DSNIC: Brief Firmware Description.
Marcel Boosten
CERN, EP/ATD, Geneva, Switzerland
December 12 1997
Table of Contents
Introduction
The DSNIC firmware has been designed to full fill two requirements:
-
It should provide network access to the DS link control network to
allow a PCI based system to be the DS network controller.
-
It should support a high speed message passing protocol.
The DSNIC card contains two C101 DS link interfaces. The first C101
is used to provide register I/O based network access meant for
network control. The second C101 is used to support the high speed
message communication protocol.
We have designed a high speed message passing protocol with the
following characteristics:
-
To avoid long term blocking of a wormhole route, the protocol should
split messages into packets.
-
The protocol should support adaptive routing because adaptive
routing has advantages for both throughput and reliability. The
consequences of supporting adaptive routing is out-of-order packet
delivery. The protocol should therefore reorder packets on the
receiving side.
-
To avoid network congestion, the message receiver should be capable
of receiving data as soon as it is offered. Since the buffering
capabilities of each end-node are limited, the protocol uses
end-to-end flow control to avoid packet loss due to buffer overflow.
Firmware design
The design of the firmware is the result of the following arguments:
-
Packet communication interface:
Measurements have proven that the maximum link throughput cannot be
reached if the host CPU is used to transfer every single byte of a
message via register I/O. Therefore, the DSNIC firmware offers an
packet communication interface that allows DMA transfers of packet
data.
-
DMA to user space:
A well known problem in interfacing is memory-to-memory copying.

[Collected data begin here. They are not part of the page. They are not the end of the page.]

//! Surface materials for scene primitives.
//!
//! [`MaterialSpec`] describes how a mesh is shaded: base color and/or texture,
//! which faces are drawn, transparency and the surface response (plain, glass
//! or bump mapped). The [`roles`] module maps each decorative element to its
//! material.

mod material;
pub mod roles;

pub use material::{
    Color, MaterialError, MaterialGpuData, MaterialSpec, ShadingModel, Side, SurfaceResponse,
    TextureRef,
};
pub use roles::{
    RING_COLOR, SAFFRON, backing_material, disk_material, flag_material, globe_material,
    ground_material, image_plane_material, label_material, outline_material, ring_material,
    slice_material,
};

Memory-to-memory copying is an expensive and non-essential operation
which causes both CPU loading and latency. To avoid packet
reordering to be an expensive operation, the software should be
capable to determine on basis of the packet header where the packet
data is to be stored via DMA to user space. The firmware supports
this by splitting packet header from packet data and generating
interrupts on header reception.
-
Low latency acknowledges:
Due to end-to-end flow control is the latency of acknowledge packets
critical for the message latency. The firmware improves the
acknowledge latency by offering two separate outgoing FIFOs for
acknowledge and data packets, which allows acknowledges to pass by
data packets.
-
Support different packet sizes:
The packet size determinates the number of packets that need to be
handled by the host CPU, and it therefore strongly influences the
CPU load. To investigate this influence, the firmware supports
packet sizes of 2 to the power n, where 2 < n < 13.
-
Maximise throughput:
To allow maximum throughput communication, the firmware should hide
the latency of the controlling software. The firmware does this by
providing data buffering via FIFOs.
Architecture
Figure 1 shows a block diagram of the firmware. The functions are
described in AHDL and compiled to run on the -3 version of the
Altera 10K50.
Figure 1: AHDL functional block diagram.
Detailed design
COMIN takes care of packet reception, it splits packet headers from
packet data. The headers are send to the HEADLENFIFO, and the data
is send to the INFIFO. Apart from splitting, COMIN also counts the
packet length, which is known as soon as the end-of-packet character
has been received. Also this length is send to the HEADLENFIFO.
Data in the HEADLENFIFO is delivered to an AMCC mailbox, which can
generate an interrupt. On a header reception interrupt, the host CPU
can establish the receiving DMA.
COMOUT takes care of sending data and acknowledge packets. If data
is available in both the ACKFIFO and the OUTFIFO, data in the
ACKFIFO will be selected. This way, acknowledges can pass by
enqueued data packets.
In order to hide the latency of the controlling software, there are
FIFOs on both the receiving and the transmitting side. The buffer
size of 1 Kbyte was chosen as a good fit into the internal resources
of the Altera FPGA and it can hide a latency up to 100 usec which
should be sufficient to hide software latency.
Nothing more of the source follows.